Mike Brey shares his coaching philosophy

Notre Dame Basketball Head Coach Mike Brey has always wanted to be a teacher and a coach. He has drawn from the positive role models in his life to discover his own coaching philosophy at Notre Dame.

Over the past 17 seasons, Brey has been getting the job done at Notre Dame.

While the trend in college basketball in recent years has been for players to be one-and-done, Brey has taken a different approach.

It seems to be working.

The Irish are coming off back-to-back trips to the Elite Eight and each time, it was with veteran leaders.

"I'm really proud of that, where we've, we're never too young. We have juniors and seniors and we have guys growing up in our program. They've had to pay their dues behind some pretty good players, but then when you ask them, they're kind of ready to do it. That's part of the culture now and I'm really proud," Coach Brey said.

Brey's coaching philosophy started long before he ever stepped foot on a court.

"I was very fortunate, my parents were both teachers, educators and coaches. So, the dinner table talk was what they did with their team, what they did in their classroom. I watched them interact with young people and they were the most unbelievable role models for me to become an educator," Coach Brey said.

Coach Brey took his parents' influence and channeled it onto the basketball court.

At Dematha High School in Maryland, he played for 5-time high school national championship coach Morgan Wootten.
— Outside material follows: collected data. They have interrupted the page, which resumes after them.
//! Order normalisation.
//!
//! A reorder request may be partial, contain unknown ids, duplicates or
//! gapped indices. The result always covers every entity of the collection
//! with indices `0..n`: requested entities first, by requested index, then
//! the rest in their prior relative order.

use std::collections::{HashMap, HashSet};

use auberge_shared::{CatalogEntity, EntityId, OrderEntry};

/// Compute the full order for `items` given a requested (partial) order.
pub fn normalize_order(items: &[CatalogEntity], requested: &[OrderEntry]) -> Vec<OrderEntry> {
    let known: HashSet<&EntityId> = items.iter().map(|e| &e.id).collect();

    let mut seen = HashSet::new();
    let mut placed: Vec<(u32, usize, &EntityId)> = requested
        .iter()
        .enumerate()
        .filter(|(_, entry)| known.contains(&entry.id) && seen.insert(&entry.id))
        .map(|(pos, entry)| (entry.order_index, pos, &entry.id))
        .collect();
    placed.sort_by_key(|(index, pos, _)| (*index, *pos));

    let mut prior: Vec<(usize, &CatalogEntity)> = items.iter().enumerate().collect();
    prior.sort_by_key(|(pos, e)| (e.order_index, *pos));

    placed
        .into_iter()
        .map(|(_, _, id)| id)
        .chain(
            prior
                .into_iter()
                .map(|(_, e)| &e.id)
                .filter(|id| !seen.contains(id)),
        )
        .enumerate()
        .map(|(index, id)| OrderEntry::new(id.clone(), index as u32))
        .collect()
}

/// Assign the indices of `order` and sort `items` by them. Entities absent
/// from `order` keep their index and sort after equal indices.
pub fn apply_order(items: &mut [CatalogEntity], order: &[OrderEntry]) {
    let positions: HashMap<&EntityId, u32> =
        order.iter().map(|entry| (&entry.id, entry.order_index)).collect();
    for item in items.iter_mut() {
        if let Some(&index) = positions.get(&item.id) {
            item.order_index = index;
        }
    }
    items.sort_by_key(|e| e.order_index);
}

/// Sort a fetched collection into display order.
pub fn sort_by_order(items: &mut [CatalogEntity]) {
    items.sort_by_key(|e| e.order_index);
}

#[cfg(test)]
mod tests {
    use super::*;

    fn collection(ids: &[&str]) -> Vec<CatalogEntity> {
        ids.iter()
            .enumerate()
            .map(|(i, id)| CatalogEntity::new(EntityId::from(*id), i as u32))
            .collect()
    }

    fn ids(items: &[CatalogEntity]) -> Vec<&str> {
        items.iter().map(|e| e.id.as_str()).collect()
    }

    fn reorder(items: &mut Vec<CatalogEntity>, requested: &[OrderEntry]) {
        let order = normalize_order(items, requested);
        apply_order(items, &order);
    }

    #[test]
    fn test_full_reorder() {
        let mut items = collection(&["a", "b", "c"]);
        reorder(
            &mut items,
            &[OrderEntry::new("c", 0), OrderEntry::new("a", 1), OrderEntry::new("b", 2)],
        );
        assert_eq!(ids(&items), ["c", "a", "b"]);
    }

    #[test]
    fn test_missing_entities_are_appended_in_prior_order() {
        let mut items = collection(&["a", "b", "c", "d"]);
        reorder(&mut items, &[OrderEntry::new("d", 0), OrderEntry::new("b", 1)]);
        assert_eq!(ids(&items), ["d", "b", "a", "c"]);
    }

    #[test]
    fn test_unknown_and_duplicate_ids_are_ignored() {
        let mut items = collection(&["a", "b"]);
        reorder(
            &mut items,
            &[
                OrderEntry::new("ghost", 0),
                OrderEntry::new("b", 5),
                OrderEntry::new("b", 0),
                OrderEntry::new("a", 9),
            ],
        );
        assert_eq!(ids(&items), ["b", "a"]);
    }

    #[test]
    fn test_reorder_is_idempotent() {
        let requested = [OrderEntry::new("c", 3), OrderEntry::new("a", 7)];
        let mut items = collection(&["a", "b", "c", "d"]);

        reorder(&mut items, &requested);
        let first = items.clone();
        reorder(&mut items, &requested);

        assert_eq!(items, first);
    }

    #[test]
    fn test_indices_form_a_permutation() {
        let mut items = collection(&["a", "b", "c", "d", "e"]);
        // scramble the prior indices with gaps and duplicates
        for (item, index) in items.iter_mut().zip([4u32, 4, 10, 0, 2]) {
            item.order_index = index;
        }
        reorder(&mut items, &[OrderEntry::new("e", 100), OrderEntry::new("a", 100)]);

        let mut indices: Vec<u32> = items.iter().map(|e| e.order_index).collect();
        indices.sort_unstable();
        assert_eq!(indices, (0..5).collect::<Vec<u32>>());
        assert_eq!(ids(&items), ["e", "a", "d", "b", "c"]);
    }

    #[test]
    fn test_empty_request_compacts_prior_order() {
        let mut items = collection(&["a", "b", "c"]);
        items[0].order_index = 7;
        reorder(&mut items, &[]);
        assert_eq!(ids(&items), ["b", "c", "a"]);
        assert_eq!(items.iter().map(|e| e.order_index).collect::<Vec<_>>(), [0, 1, 2]);
    }
}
After playing at George Washington, Brey went back to Dematha and coached alongside the legend.

"He made me coach the JV, because he said 'You've got to have your own team,'" Coach Brey said.

It paid off.

"We had many great players. So, there was a lot of people coming through to recruit our guys and I was like the young assistant that Coach Wooten let me run some of practice. What a great audition for me. I'm 24 and there's Dean Smith, Lefty Frizzel, Mike Krzyzewski," Coach Brey said.

That audition caught the attention of Krzyzewski at Duke, who just so happened to have an opening on his staff.

"I was fortunate. It just doesn't happen like that. I was really fortunate, but it was because I was a Morgan Wooten guys and a DeMatha guy that I got that," Brey said.

Mike spent 8 years on Coach K's staff.

"He let me get my hands on all facets of the program, which made me very prepared to be a head coach. I mean, the 8 years I was at Duke, we went to 6 Final Fours and went to 2 National Championships. That was the Hurley, Laitner, it was unbelievable," Coach Brey said.

The time with Coach K led Brey to his first head coaching job at Delaware in 1995

In 5 seasons he led the Blue Hens to two conference championships and back-to-back NCAA Tournament appearances.

That put Brey in a position to land his dream job where his toughest task was changing the perception of basketball at Notre Dame.

"There's no question, as I always say, football pays a lot of bills around here and I'm their biggest fan. But you know, when I got here in 2000 we were 30 games under .500. All of a sudden we started earning respect in the Big East. Certainly getting back to the NCAA tournament, we hadn't been to the tournament in 10 years before I got here and we've been on a pretty good run. You've got to get in that thing in March to bring credibility to your program and certainly then your fans, and what I loved, your former players; once we got it going, our former players are really proud to wear ND basketball stuff again," Brey said.

While Brey is approaching 500 career wins, he says what drives him has very little to do with his record.

"That's the pressure, yeah we've got to win, I get that but I want them to have a really good experience. I think I'm in a position to be their best teacher they have here at Notre Dame, because I get them year round for all four years and that's a big responsibility. Getting them confident, sending them out of here as a young man, not the boy who showed up," Brey said.

Coach Brey has certainly done it his way at Notre Dame. He has led the Irish to a 378-and-184 record during his time in South Bend.

Brey said when Jerian Grant calls you two days after the draft and says 'Coach I can't thank you enough,' that's really what it's all about.